Although Cerithioidea has a rich fossil record, accurately classifying fossil species remains challenging. To address this, we established calibration points based on a recent revision of fossil taxa^46^. Our estimates place the divergence of Semisulcospiridae at approximately 77.65 million years ago (95.19–60.10 Ma), which is older than the approximately 44.5 Ma range (66–24 Ma) reported by Neiber et al.^48^. Strong and Köhler^49^ proposed that this clade began diversifying around 55 Ma, with the most recent common ancestor of Semisulcospira emerging approximately 25 Ma. Our estimate for that event, 33.07 Ma (41.24–24.89 Ma), is broadly consistent with both this previous finding and Japanese fossil records dated to approximately 23–15 Ma^50^. Reid et al.^47^ documented Cerithideopsis fossils in the Middle to Late Eocene, whereas our analyses infer an earlier, Paleocene origin. For Batillariidae, we placed the genus Batillaria in the Early Miocene, considerably more recent than fossil-based estimates suggesting a Late Paleocene to Eocene origin^51^. Hazhauser et al. (2023) noted that Potamididae and Batillariidae were highly diverse during the Miocene Climate Optimum, but subsequently experienced the extinction of many large-bodied species^52^. This extinction event may partly explain discrepancies between molecular divergence times and the fossil record. While Han et al.^53^ inferred the origin of Cerithioidea around 150 Ma based on whole-genome data, our mitochondrial estimate suggests a much deeper origin, possibly extending back to the Cambrian and Early Jurassic intervals (274.29 million years ago; 351.07–197.51 Ma). Divergence time differences may result from variations in molecular clock calibrations, gene regions analyzed, taxon sampling, and analytical models. Nonetheless, our study, based on mitogenomic data, produced relatively narrow confidence intervals. Future efforts integrating broader taxon sampling, improved calibration points, and more comprehensive datasets will help further refine these estimates.
An intriguing finding of our study is that the divergence of major cerithioidean families occupying different habitats occurred primarily during the Cretaceous Thermal Maximum (CTM; ~ 90 Ma), with further increases in lineage diversity inferred around the Paleocene–Eocene Thermal Maximum (PETM; ~ 56 Ma), both periods characterized by elevated global temperatures^54,55^. BEAST analyses suggest that the earliest family-level divergences coincided with the CTM, a time of high atmospheric CO_2_ concentrations, extremely warm equatorial sea surface temperatures, and widespread oceanic anoxia. These extreme conditions likely weakened geographic and ecological barriers, such as salinity gradients and thermal thresholds, facilitating dispersal and early diversification.

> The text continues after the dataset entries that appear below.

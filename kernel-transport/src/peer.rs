//! The per-peer channel I/O task: one tokio task per live connection,
//! owning the socket exclusively. Grounded on `luanti-protocol`'s
//! `PeerRunner`, which likewise owns one connection and relays frames to
//! and from unbounded channels rather than sharing the socket.

use bytes::Bytes;
use futures_util::SinkExt;
use futures_util::StreamExt;
use tokio::io::AsyncRead;
use tokio::io::AsyncWrite;
use tokio::sync::mpsc;
use tokio_util::codec::Framed;
use tokio_util::codec::LengthDelimitedCodec;

use reconnect::PeerId;

use crate::config::WRITE_TIMEOUT;
use crate::error::TransportError;
use crate::transport::Transport;

/// Spawn the I/O task for a freshly handshaken connection and return the
/// channel used to queue outgoing frames to it.
pub(crate) fn spawn<S>(transport: Transport, peer_id: PeerId, generation: u64, io: Framed<S, LengthDelimitedCodec>) -> mpsc::UnboundedSender<Bytes>
where
    S: AsyncRead + AsyncWrite + Unpin + Send + 'static,
{
    let (write_tx, write_rx) = mpsc::unbounded_channel();
    tokio::spawn(run(transport, peer_id, generation, io, write_rx));
    write_tx
}

async fn run<S>(
    transport: Transport,
    peer_id: PeerId,
    generation: u64,
    mut io: Framed<S, LengthDelimitedCodec>,
    mut write_rx: mpsc::UnboundedReceiver<Bytes>,
) where
    S: AsyncRead + AsyncWrite + Unpin,
{
    loop {
        tokio::select! {
            outgoing = write_rx.recv() => {
                let Some(frame) = outgoing else {
                    // The transport dropped our write handle: intentional close.
                    break;
                };
                match tokio::time::timeout(WRITE_TIMEOUT, io.send(frame)).await {
                    Ok(Ok(())) => {}
                    Ok(Err(error)) => {
                        transport.report_connection_lost(&peer_id, generation, TransportError::Connection(error)).await;
                        return;
                    }
                    Err(_elapsed) => {
                        transport.report_connection_lost(&peer_id, generation, TransportError::WriteTimeout).await;
                        return;
                    }
                }
            }
            incoming = io.next() => {
                match incoming {
                    Some(Ok(bytes)) => {
                        transport.deliver_frame(peer_id.clone(), bytes.freeze());
                    }
                    Some(Err(error)) => {
                        transport.report_connection_lost(&peer_id, generation, TransportError::Connection(error)).await;
                        return;
                    }
                    None => {
                        transport.report_remote_closed(&peer_id, generation).await;
                        return;
                    }
                }
            }
        }
    }
    transport.report_remote_closed(&peer_id, generation).await;
}
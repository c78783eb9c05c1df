//! Per-peer channel lifecycle: dialing, reconnection, handshake and
//! incarnation-change detection, admission control, and stale-peer
//! cleanup — spec §4.2/§4.3.
//!
//! Grounded on `luanti-protocol`'s `LuantiSocket`/`Peer` split (one
//! shared listener multiplexing many per-peer connections, each owned by
//! its own task) generalized from a raw UDP datagram stream to a
//! length-delimited TCP byte stream, since spec §6 specifies a
//! connection-oriented, length-delimited wire format rather than
//! Luanti's own framing.

#![deny(unsafe_code)]

pub mod config;
pub mod error;
mod events;
mod handshake;
mod peer;
mod transport;

pub use config::TransportConfig;
pub use error::TransportError;
pub use events::TransportEvent;
pub use transport::Transport;
pub use transport::TransportEvents;
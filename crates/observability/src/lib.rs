//! Tracing and logging (shared setup).

/// Initialize process-wide observability (tracing/logging).
///
/// This is safe to call multiple times; subsequent calls become no-ops.
pub fn init() {
    tracing::init();
}

/// Tracing configuration (filters, output format).
pub mod tracing;
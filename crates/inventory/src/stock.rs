use serde::{Deserialize, Serialize};

use stockres_core::{DomainError, DomainResult, ProductId, ValueObject};

/// Maximum counter key length in bytes.
pub const MAX_KEY_LENGTH: usize = 1024;

/// Prefix used by [`StockKeys::for_product`].
const PRODUCT_KEY_PREFIX: &str = "stock:product";

/// A strictly positive amount of stock.
#[derive(Debug, Copy, Clone, PartialEq, Eq, PartialOrd, Ord, Hash, Serialize, Deserialize)]
#[serde(try_from = "i64", into = "i64")]
pub struct Quantity(i64);

impl Quantity {
    pub fn new(amount: i64) -> DomainResult<Self> {
        if amount <= 0 {
            return Err(DomainError::validation(format!(
                "required amount must be positive, got {amount}"
            )));
        }
        Ok(Self(amount))
    }

    pub fn get(&self) -> i64 {
        self.0
    }
}

impl ValueObject for Quantity {}

impl TryFrom<i64> for Quantity {
    type Error = DomainError;

    fn try_from(value: i64) -> Result<Self, Self::Error> {
        Self::new(value)
    }
}

impl From<Quantity> for i64 {
    fn from(value: Quantity) -> Self {
        value.0
    }
}

impl core::fmt::Display for Quantity {
    fn fmt(&self, f: &mut core::fmt::Formatter<'_>) -> core::fmt::Result {
        core::fmt::Display::fmt(&self.0, f)
    }
}

/// Opaque identifier of one counter in the store.
#[derive(Debug, Clone, PartialEq, Eq, Hash, Serialize, Deserialize)]
#[serde(try_from = "String", into = "String")]
pub struct CounterKey(String);

impl CounterKey {
    pub fn new(key: impl Into<String>) -> DomainResult<Self> {
        let key = key.into();
        if key.is_empty() {
            return Err(DomainError::validation("counter key cannot be empty"));
        }
        if key.len() > MAX_KEY_LENGTH {
            return Err(DomainError::validation(format!(
                "counter key exceeds maximum length of {MAX_KEY_LENGTH} bytes"
            )));
        }
        Ok(Self(key))
    }

    pub fn as_str(&self) -> &str {
        &self.0
    }
}

impl ValueObject for CounterKey {}

impl TryFrom<String> for CounterKey {
    type Error = DomainError;

    fn try_from(value: String) -> Result<Self, Self::Error> {
        Self::new(value)
    }
}

impl From<CounterKey> for String {
    fn from(value: CounterKey) -> Self {
        value.0
    }
}

impl AsRef<str> for CounterKey {
    fn as_ref(&self) -> &str {
        &self.0
    }
}

impl core::fmt::Display for CounterKey {
    fn fmt(&self, f: &mut core::fmt::Formatter<'_>) -> core::fmt::Result {
        f.write_str(&self.0)
    }
}

/// The available/reserved counter pair of one product.
///
/// Pairing is the caller's responsibility: the two keys are only checked to
/// be distinct, never to belong to the same product.
#[derive(Debug, Clone, PartialEq, Eq, Hash, Serialize, Deserialize)]
#[serde(try_from = "RawStockKeys")]
pub struct StockKeys {
    available: CounterKey,
    reserved: CounterKey,
}

impl StockKeys {
    pub fn new(available: CounterKey, reserved: CounterKey) -> DomainResult<Self> {
        if available == reserved {
            return Err(DomainError::validation(format!(
                "available and reserved keys must differ (both are '{available}')"
            )));
        }
        Ok(Self {
            available,
            reserved,
        })
    }

    /// Parse both keys from raw strings.
    pub fn parse(available: impl Into<String>, reserved: impl Into<String>) -> DomainResult<Self> {
        Self::new(CounterKey::new(available)?, CounterKey::new(reserved)?)
    }

    /// Conventional key pair: `stock:product:{id}:available` / `stock:product:{id}:reserved`.
    pub fn for_product(product_id: ProductId) -> Self {
        Self {
            available: CounterKey(format!("{PRODUCT_KEY_PREFIX}:{product_id}:available")),
            reserved: CounterKey(format!("{PRODUCT_KEY_PREFIX}:{product_id}:reserved")),
        }
    }

    pub fn available(&self) -> &CounterKey {
        &self.available
    }

    pub fn reserved(&self) -> &CounterKey {
        &self.reserved
    }
}

impl ValueObject for StockKeys {}

#[derive(Deserialize)]
struct RawStockKeys {
    available: CounterKey,
    reserved: CounterKey,
}

impl TryFrom<RawStockKeys> for StockKeys {
    type Error = DomainError;

    fn try_from(raw: RawStockKeys) -> Result<Self, Self::Error> {
        Self::new(raw.available, raw.reserved)
    }
}

/// A consistent snapshot of both counters of one product.
#[derive(Debug, Copy, Clone, PartialEq, Eq, Serialize, Deserialize)]
pub struct StockLevels {
    pub available: i64,
    pub reserved: i64,
}

impl StockLevels {
    pub fn new(available: i64, reserved: i64) -> Self {
        Self {
            available,
            reserved,
        }
    }

    /// `available + reserved`; conserved by every reservation.
    pub fn total(&self) -> i128 {
        self.available as i128 + self.reserved as i128
    }
}

#[cfg(test)]
mod tests {
    use super::*;

    #[test]
    fn quantity_rejects_zero_and_negative() {
        assert!(matches!(Quantity::new(0), Err(DomainError::Validation(_))));
        assert!(matches!(Quantity::new(-3), Err(DomainError::Validation(_))));
        assert_eq!(Quantity::new(7).unwrap().get(), 7);
    }

    #[test]
    fn quantity_deserialization_validates() {
        let q: Quantity = serde_json::from_str("5").unwrap();
        assert_eq!(q.get(), 5);
        assert!(serde_json::from_str::<Quantity>("0").is_err());
    }

    #[test]
    fn counter_key_validation() {
        assert!(CounterKey::new("").is_err());
        assert!(CounterKey::new("a".repeat(MAX_KEY_LENGTH + 1)).is_err());
        assert!(CounterKey::new("a".repeat(MAX_KEY_LENGTH)).is_ok());
        assert_eq!(CounterKey::new("p:1:available").unwrap().as_str(), "p:1:available");
    }

    #[test]
    fn stock_keys_must_differ() {
        let err = StockKeys::parse("same", "same").unwrap_err();
        assert!(matches!(err, DomainError::Validation(msg) if msg.contains("must differ")));
    }

    #[test]
    fn deserialization_rejects_identical_keys() {
        let json = r#"{"available":"k","reserved":"k"}"#;
        assert!(serde_json::from_str::<StockKeys>(json).is_err());

        let json = r#"{"available":"a","reserved":"r"}"#;
        let keys: StockKeys = serde_json::from_str(json).unwrap();
        assert_eq!(keys.reserved().as_str(), "r");
    }

    #[test]
    fn product_convention() {
        let id: ProductId = "0190a1b2-0000-7000-8000-000000000001".parse().unwrap();
        let keys = StockKeys::for_product(id);
        assert_eq!(
            keys.available().as_str(),
            "stock:product:0190a1b2-0000-7000-8000-000000000001:available"
        );
        assert_eq!(
            keys.reserved().as_str(),
            "stock:product:0190a1b2-0000-7000-8000-000000000001:reserved"
        );
    }

    #[test]
    fn levels_total_does_not_overflow() {
        let levels = StockLevels::new(i64::MAX, i64::MAX);
        assert_eq!(levels.total(), 2 * i64::MAX as i128);
    }
}
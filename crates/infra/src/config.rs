//! Configuration loading and representation.
//!
//! Connection parameters are read from the environment once, at store
//! construction time.

use std::fmt;
use std::time::Duration;

use serde::{Deserialize, Serialize};
use thiserror::Error;

const DEFAULT_HOST: &str = "127.0.0.1";
const DEFAULT_PORT: u16 = 6379;
const DEFAULT_DB: i64 = 0;
const DEFAULT_CONNECT_TIMEOUT_MS: u64 = 2_000;
const DEFAULT_IO_TIMEOUT_MS: u64 = 5_000;

#[derive(Debug, Error, Clone, PartialEq, Eq)]
pub enum ConfigError {
    #[error("invalid value for {var}: {reason}")]
    Invalid { var: &'static str, reason: String },
}

/// Redis connection parameters.
#[derive(Clone, PartialEq, Eq, Serialize, Deserialize)]
pub struct RedisConfig {
    pub host: String,
    pub port: u16,
    /// Logical database index.
    pub db: i64,
    #[serde(default, skip_serializing)]
    pub password: Option<String>,
    pub connect_timeout: Duration,
    /// Read/write timeout for each round trip.
    pub io_timeout: Duration,
}

impl fmt::Debug for RedisConfig {
    fn fmt(&self, f: &mut fmt::Formatter<'_>) -> fmt::Result {
        f.debug_struct("RedisConfig")
            .field("host", &self.host)
            .field("port", &self.port)
            .field("db", &self.db)
            .field("password", &self.password.as_ref().map(|_| "<redacted>"))
            .field("connect_timeout", &self.connect_timeout)
            .field("io_timeout", &self.io_timeout)
            .finish()
    }
}

impl Default for RedisConfig {
    fn default() -> Self {
        Self {
            host: DEFAULT_HOST.to_string(),
            port: DEFAULT_PORT,
            db: DEFAULT_DB,
            password: None,
            connect_timeout: Duration::from_millis(DEFAULT_CONNECT_TIMEOUT_MS),
            io_timeout: Duration::from_millis(DEFAULT_IO_TIMEOUT_MS),
        }
    }
}

impl RedisConfig {
    /// Load from `REDIS_HOST`, `REDIS_PORT`, `REDIS_DB`, `REDIS_PASSWORD`,
    /// `REDIS_CONNECT_TIMEOUT_MS` and `REDIS_IO_TIMEOUT_MS`.
    ///
    /// Unset variables fall back to defaults; malformed ones are errors.
    pub fn from_env() -> Result<Self, ConfigError> {
        Self::from_lookup(|var| std::env::var(var).ok())
    }

    /// Same as [`RedisConfig::from_env`] with an injectable source.
    pub fn from_lookup(lookup: impl Fn(&str) -> Option<String>) -> Result<Self, ConfigError> {
        let defaults = Self::default();

        let host = lookup("REDIS_HOST")
            .filter(|h| !h.trim().is_empty())
            .unwrap_or(defaults.host);
        let port = parse_var(&lookup, "REDIS_PORT")?.unwrap_or(defaults.port);
        let db = parse_var(&lookup, "REDIS_DB")?.unwrap_or(defaults.db);
        if db < 0 {
            return Err(ConfigError::Invalid {
                var: "REDIS_DB",
                reason: "database index cannot be negative".to_string(),
            });
        }
        let password = lookup("REDIS_PASSWORD").filter(|p| !p.is_empty());
        let connect_timeout = parse_var::<u64>(&lookup, "REDIS_CONNECT_TIMEOUT_MS")?
            .map(Duration::from_millis)
            .unwrap_or(defaults.connect_timeout);
        let io_timeout = parse_var::<u64>(&lookup, "REDIS_IO_TIMEOUT_MS")?
            .map(Duration::from_millis)
            .unwrap_or(defaults.io_timeout);

        for (var, timeout) in [
            ("REDIS_CONNECT_TIMEOUT_MS", connect_timeout),
            ("REDIS_IO_TIMEOUT_MS", io_timeout),
        ] {
            // The redis client rejects zero socket timeouts.
            if timeout.is_zero() {
                return Err(ConfigError::Invalid {
                    var,
                    reason: "timeout must be greater than zero".to_string(),
                });
            }
        }

        Ok(Self {
            host,
            port,
            db,
            password,
            connect_timeout,
            io_timeout,
        })
    }

    #[cfg(feature = "redis")]
    pub fn connection_info(&self) -> redis::ConnectionInfo {
        redis::ConnectionInfo {
            addr: redis::ConnectionAddr::Tcp(self.host.clone(), self.port),
            redis: redis::RedisConnectionInfo {
                db: self.db,
                password: self.password.clone(),
                ..Default::default()
            },
        }
    }
}

fn parse_var<T>(
    lookup: &impl Fn(&str) -> Option<String>,
    var: &'static str,
) -> Result<Option<T>, ConfigError>
where
    T: std::str::FromStr,
    T::Err: fmt::Display,
{
    match lookup(var) {
        None => Ok(None),
        Some(raw) => raw
            .trim()
            .parse::<T>()
            .map(Some)
            .map_err(|e| ConfigError::Invalid {
                var,
                reason: format!("'{raw}': {e}"),
            }),
    }
}
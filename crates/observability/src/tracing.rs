//! Tracing/logging initialization.
//!
//! Filtering follows `RUST_LOG` (default `info`). Output is JSON unless
//! `STOCKRES_LOG_FORMAT=pretty`.

use tracing_subscriber::EnvFilter;

const FORMAT_VAR: &str = "STOCKRES_LOG_FORMAT";

/// Log output format.
#[derive(Debug, Copy, Clone, PartialEq, Eq, Default)]
pub enum LogFormat {
    #[default]
    Json,
    Pretty,
}

impl LogFormat {
    /// Read the format from `STOCKRES_LOG_FORMAT`; unknown values mean JSON.
    pub fn from_env() -> Self {
        std::env::var(FORMAT_VAR)
            .map(|v| Self::parse(&v))
            .unwrap_or_default()
    }

    fn parse(value: &str) -> Self {
        match value.trim().to_ascii_lowercase().as_str() {
            "pretty" | "text" | "human" => Self::Pretty,
            _ => Self::Json,
        }
    }
}

/// Initialize tracing/logging for the process.
///
/// Safe to call multiple times (subsequent calls are no-ops).
pub fn init() {
    init_with(LogFormat::from_env(), "info");
}

/// Initialize with an explicit format and a fallback filter used when
/// `RUST_LOG` is unset or invalid.
pub fn init_with(format: LogFormat, default_filter: &str) {
    let filter =
        EnvFilter::try_from_default_env().unwrap_or_else(|_| EnvFilter::new(default_filter));

    let builder = tracing_subscriber::fmt()
        .with_env_filter(filter)
        .with_timer(tracing_subscriber::fmt::time::SystemTime)
        .with_target(false);

    let _ = match format {
        LogFormat::Json => builder.json().try_init(),
        LogFormat::Pretty => builder.pretty().try_init(),
    };
}

#[cfg(test)]
mod tests {
    use super::*;

    #[test]
    fn parses_known_formats() {
        assert_eq!(LogFormat::parse("pretty"), LogFormat::Pretty);
        assert_eq!(LogFormat::parse(" Human "), LogFormat::Pretty);
        assert_eq!(LogFormat::parse("json"), LogFormat::Json);
        assert_eq!(LogFormat::parse("yaml"), LogFormat::Json);
    }

    #[test]
    fn init_is_idempotent() {
        init_with(LogFormat::Pretty, "debug");
        init_with(LogFormat::Json, "info");
        init();
        ::tracing::info!("still alive after repeated init");
    }
}
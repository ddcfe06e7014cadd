//! `stockres-core` — domain foundation building blocks.
//!
//! This crate contains **pure domain** primitives (no infrastructure concerns).

pub mod error;
pub mod id;
pub mod value_object;

pub use error::{DomainError, DomainResult};
pub use id::ProductId;
pub use value_object::ValueObject;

In addition, our results indicate that cerithioidean lineages surviving the K–Pg mass extinction (~ 66 Ma) subsequently underwent increased diversification, suggesting that ecological opportunities created by this global crisis were rapidly exploited^56^. During the PETM, further warming, sea-level rise, and shifts in ocean chemistry appear to have promoted continued radiation, broadening lineage richness and ecological breadth^57^. Taken together, these events highlight how repeated episodes of climatic extremes and biotic crises shaped the tempo and mode of cerithioid evolution.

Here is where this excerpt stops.